Spectroscopy
Objectives
- Calibrate your spectrometer
- Record the differences between an emission spectrum and a continuous spectrum
- Identify several gases by measuring the wavelength of their emission lines and comparing to known values.
Resources
- USB Spectrometer
- Table lamp or flashlight
- Gas discharge tube power source and several gas tubes
- Online atomic spectra database (NIST)
Background
Electrons in atoms can only have certain discrete energies, but the values of these energies differ between atoms of different substances. Because the energy of a photon E=hf, the frequency photons that can be absorbed or released by these electrons when they move from one energy level to another also has values unique to each substance. Thus, measuring the intensity of photons vs. frequency emitted or absorbed be a material – its spectrum – can be used to identify it.
A very simple but effective spectrometer can be made using a diffraction grating and a USB camera. A slit is placed in front of the grating so that light rays only fall on it from one direction, and the camera is placed behind the grating so that the different frequencies of light are spread out to fall on different pixels of the camera sensor. By first observing the spectrum of a known material, the pixel-to-frequency ratio of the spectrometer can be determined easily, and will remain the same as long as the positioning of the slit, grating, and camera relative to each other remains the same.
Calibrating the USB Spectrometer
- Browse to http://www.publiclab.org/signup and click “Join” to create an account. Then, browse to http://www.spectralworkbench.org, click the “Log In” link at the top of the page, enter your new username, then click “Yes” on the following page to confirm that you trust the spectral workbench site.
- Click the “Capture” button at the top of the page. The spectrum capture page will appear and ask if you want to share your camera. Answer yes.

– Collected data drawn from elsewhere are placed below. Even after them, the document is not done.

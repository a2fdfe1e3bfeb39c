use clap::{Parser, Subcommand};
use std::path::PathBuf;

#[derive(Parser)]
#[command(name = "teachspark")]
#[command(about = "Classroom video feedback for teachers")]
#[command(version = "0.1.0")]
pub struct Cli {
    #[command(subcommand)]
    pub command: Option<Commands>,
}

#[derive(Subcommand)]
pub enum Commands {
    /// Save the teacher profile for this session
    Profile {
        /// Path to a profile JSON file
        path: PathBuf,
    },

    /// Fetch the transcript for a YouTube teaching video
    Video {
        /// YouTube video URL
        url: String,

        /// Start of the selected range, minutes
        #[arg(long, default_value_t = 0.0)]
        start: f64,

        /// End of the selected range, minutes
        #[arg(long, default_value_t = 5.0)]
        end: f64,

        /// Preferred caption languages (comma-separated)
        #[arg(short, long, default_value = "en,es")]
        languages: String,
    },

    /// Generate feedback from the saved profile and transcript
    Feedback,

    /// Clear saved session state
    Reset,

    /// Run the HTTP API server
    Serve,
}
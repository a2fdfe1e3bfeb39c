use derive_more::{Display, Error, From};

pub type Result<T> = std::result::Result<T, Error>;

#[derive(Debug, Display, Error, From)]
pub enum Error {
    #[display("{message}")]
    #[from(ignore)]
    Custom { message: String },

    #[display("{_0}")]
    Io(std::io::Error),

    #[display("{_0}")]
    Json(serde_json::Error),

    #[display("{_0}")]
    OpenAi(async_openai::error::OpenAIError),

    #[display("{_0}")]
    Http(reqwest::Error),

    #[display("{_0}")]
    Addr(std::net::AddrParseError),
}

impl Error {
    pub fn custom(message: impl Into<String>) -> Self {
        Error::Custom {
            message: message.into(),
        }
    }
}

- Point the spectrometer at the fluorescent lights in the room and press the “Begin Capturing” button. You should see an emission spectrum in the capture window of the web browser similar to the one shown below. Try changing where you are pointing or adjusting the spectrometer’s position on the camera slightly if you are not getting a good spectrum. It should look something like the image below. The software will take a horizontal slice through your image to measure the spectrum. Click the image to set the location of this slice
- Press the “Save” button when you are satisfied. Enter some sort of name (required), and for the calibration type choose “New calibration”. Save this spectrum.